United Daily News

Government Should Support TSMC, Prevent Chips from Leaving Taiwan

United Daily News, March 13, 2025

 

Recently, the Taiwan Semiconductor Manufacturing Company (TSMC) announced an additional investment of $100 billion in the United States to construct three new wafer fabs, two advanced packaging facilities, and a research and development center, causing a nationwide uproar. Concerns have arisen: Will TSMC become an American company? Is Taiwan’s “silicon shield” at risk? Will Taiwan’s “protective mountain” still hold strategic value? These issues have sparked intense debate. Looking back at TSMC’s board reshuffle last June, the number of foreign and independent directors increased to six, including Ursula Burns, vice chair of the U.S. Department of Commerce’s Supply Chain Competitiveness Advisory Committee. This raises suspicions about whether the change was meant to strengthen American influence over TSMC.

During the pandemic, global supply chain vulnerabilities were exposed, and the U.S. recognized semiconductors as strategic assets.
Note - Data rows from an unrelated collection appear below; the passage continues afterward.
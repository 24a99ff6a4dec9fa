//! Value conversion utilities for SeaQuery to may_postgres.
//!
//! Compiled statements carry their parameters as `sea_query::Values`. This
//! module turns them into `ToSql` trait objects that `may_postgres` can bind.
//!
//! The conversion follows a two-pass pattern:
//! 1. First pass: collect all values into typed vectors
//! 2. Second pass: create references to the stored values
//!
//! This pattern ensures that references remain valid within the closure scope.

use crate::executor::DbError;
use chrono::{NaiveDate, NaiveDateTime};
use may_postgres::types::ToSql;
use sea_query::Value;

/// Convert SeaQuery values to may_postgres ToSql parameters and run `f` with them.
///
/// # Errors
///
/// Returns `DbError::Other` if an unsupported value type is encountered, or
/// whatever `f` returns.
pub(crate) fn with_converted_params<F, R>(values: &sea_query::Values, f: F) -> Result<R, DbError>
where
    F: FnOnce(&[&dyn ToSql]) -> Result<R, DbError>,
{
    let mut bools: Vec<bool> = Vec::new();
    let mut ints: Vec<i32> = Vec::new();
    let mut big_ints: Vec<i64> = Vec::new();
    let mut strings: Vec<String> = Vec::new();
    let mut doubles: Vec<f64> = Vec::new();
    let mut dates: Vec<NaiveDate> = Vec::new();
    let mut datetimes: Vec<NaiveDateTime> = Vec::new();
    let mut nulls: Vec<Option<i64>> = Vec::new();

    // First pass: collect all values into typed vectors
    for value in values.iter() {
        match value {
            Value::Bool(Some(b)) => bools.push(*b),
            Value::Int(Some(i)) => ints.push(*i),
            Value::BigInt(Some(i)) => big_ints.push(*i),
            Value::String(Some(s)) => strings.push(s.clone()),
            Value::Double(Some(d)) => doubles.push(*d),
            Value::ChronoDate(Some(d)) => dates.push(NaiveDate::clone(d)),
            Value::ChronoDateTime(Some(dt)) => datetimes.push(NaiveDateTime::clone(dt)),
            Value::Json(Some(j)) => {
                strings.push(serde_json::to_string(&**j).map_err(|e| {
                    DbError::Other(format!("Failed to serialize JSON: {}", e))
                })?);
            }
            Value::Bool(None)
            | Value::Int(None)
            | Value::BigInt(None)
            | Value::String(None)
            | Value::Double(None)
            | Value::ChronoDate(None)
            | Value::ChronoDateTime(None)
            | Value::Json(None) => nulls.push(None),
            _ => {
                return Err(DbError::Other(format!(
                    "Unsupported value type in query: {:?}",
                    value
                )));
            }
        }
    }

    // Second pass: create references to the stored values
    let mut bool_idx = 0;
    let mut int_idx = 0;
    let mut big_int_idx = 0;
    let mut string_idx = 0;
    let mut double_idx = 0;
    let mut date_idx = 0;
    let mut datetime_idx = 0;
    let mut null_idx = 0;

    let mut params: Vec<&dyn ToSql> = Vec::with_capacity(values.0.len());

    for value in values.iter() {
        match value {
            Value::Bool(Some(_)) => {
                params.push(&bools[bool_idx] as &dyn ToSql);
                bool_idx += 1;
            }
            Value::Int(Some(_)) => {
                params.push(&ints[int_idx] as &dyn ToSql);
                int_idx += 1;
            }
            Value::BigInt(Some(_)) => {
                params.push(&big_ints[big_int_idx] as &dyn ToSql);
                big_int_idx += 1;
            }
            Value::String(Some(_)) | Value::Json(Some(_)) => {
                params.push(&strings[string_idx] as &dyn ToSql);
                string_idx += 1;
            }
            Value::Double(Some(_)) => {
                params.push(&doubles[double_idx] as &dyn ToSql);
                double_idx += 1;
            }
            Value::ChronoDate(Some(_)) => {
                params.push(&dates[date_idx] as &dyn ToSql);
                date_idx += 1;
            }
            Value::ChronoDateTime(Some(_)) => {
                params.push(&datetimes[datetime_idx] as &dyn ToSql);
                datetime_idx += 1;
            }
            _ => {
                params.push(&nulls[null_idx] as &dyn ToSql);
                null_idx += 1;
            }
        }
    }

    f(&params)
}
Given that TSMC and Taiwan’s semiconductor industry dominate global chip production, any disruption in chip delivery would pose a severe threat to the American economy and national security. The growing instability in the Taiwan Strait in recent years has further intensified American efforts to relocate high-end semiconductor technology to America, aiming to curb China’s semiconductor development. Thus, TSMC’s expansion in the United States is not merely an economic and technological issue but a political one involving the United States, China, and Taiwan. The potential for cross-strait conflict is the primary driver behind TSMC’s move to invest in the United States.

For TSMC, this strategy makes sense. Following the principle of production diversification, TSMC has been setting up fabs in the United States, Germany, and Japan in recent years to establish a global footprint. Since the United States is TSMC’s largest customer, setting up fabs, packaging plants, and R&D centers there to better serve clients is justifiable. However, the impact on Taiwan is significant. Taiwan has long taken pride in its semiconductor industry, with TSMC regarded as a “national protector.” Yet, under American pressure, high-end chip manufacturing is being relocated to the United States, while China dominates the mid-to-low-end chip market and is rapidly advancing in high-end technology. What will remain for Taiwan?

Additionally, with TSMC expanding its American presence, significant capital and advanced technology will be transferred, along with a substantial outflow of engineers. Many of these professionals may remain in the United States after acquiring residency. How long will it take to fill this talent gap? This is a war without bloodshed, where Taiwan loses capital, technology, and talent. The “national protector” is at risk, the semiconductor industry’s dominance is waning, and the “silicon shield” is breaking down, eroding Taiwan’s geopolitical strategic value—at a great cost.

Historically, any country or company that surpasses the United States in technology or market dominance has faced coercion. The United States has an extensive record of such actions. TSMC leads the global semiconductor foundry industry, holding over 80 to 90 percent of the market share in advanced manufacturing processes. President Trump stated: “Taiwan almost monopolizes high-end processors.” I have previously cited the case of the forced breakup of Bell Telephone in the 1970s and 80s into seven “Baby Bells” as a precedent. There is a risk that the United States could invoke antitrust laws to break up TSMC and establish an “American Semiconductor Manufacturing Company.”

The United States has a history of suppressing foreign industries, including Japan’s semiconductor sector, France’s Alstom energy division (which was forced to sell to General Electric), and Taiwan’s once-thriving display panel industry. Companies like AUO and Innolux faced antitrust lawsuits, leading to heavy fines and the arrest of executives in the United States. The case of Huawei’s Meng Wanzhou is another example of American tactics in industrial competition—Taiwan must remain vigilant.

TSMC’s success is built upon the foresight of pioneers like K.T. Li and Sun Yun-suan, as well as the hard work of generations of engineers. Any overseas investment decisions must be made with the utmost caution to honor the efforts of the past and align with public expectations. TSMC’s expanded investments in the United States under the Trump administration were likely made out of necessity, and it would be unfair to criticize this entirely. However, were these decisions made with proper oversight? Did the board approve them? Was the government informed? Why was even Minister of Economic Affairs Kuo Chih-hui unaware? These questions must be examined, as TSMC is a publicly listed Taiwanese company accountable to its shareholders. Overseas investments should be subject to government review.

 

The government must act as a strong supporter of Taiwan’s semiconductor industry by negotiating with the United States for better commitments and support, particularly in areas of geopolitics, regional economics, and international cooperation. Strict measures should be taken to prevent the outflow of high-end chip manufacturing, ensuring that Taiwan retains its strategic foundation and preventing the loss of its semiconductor dominance.
 

The author is chairman of the K.T. Li Foundation for Development of Science and Technology.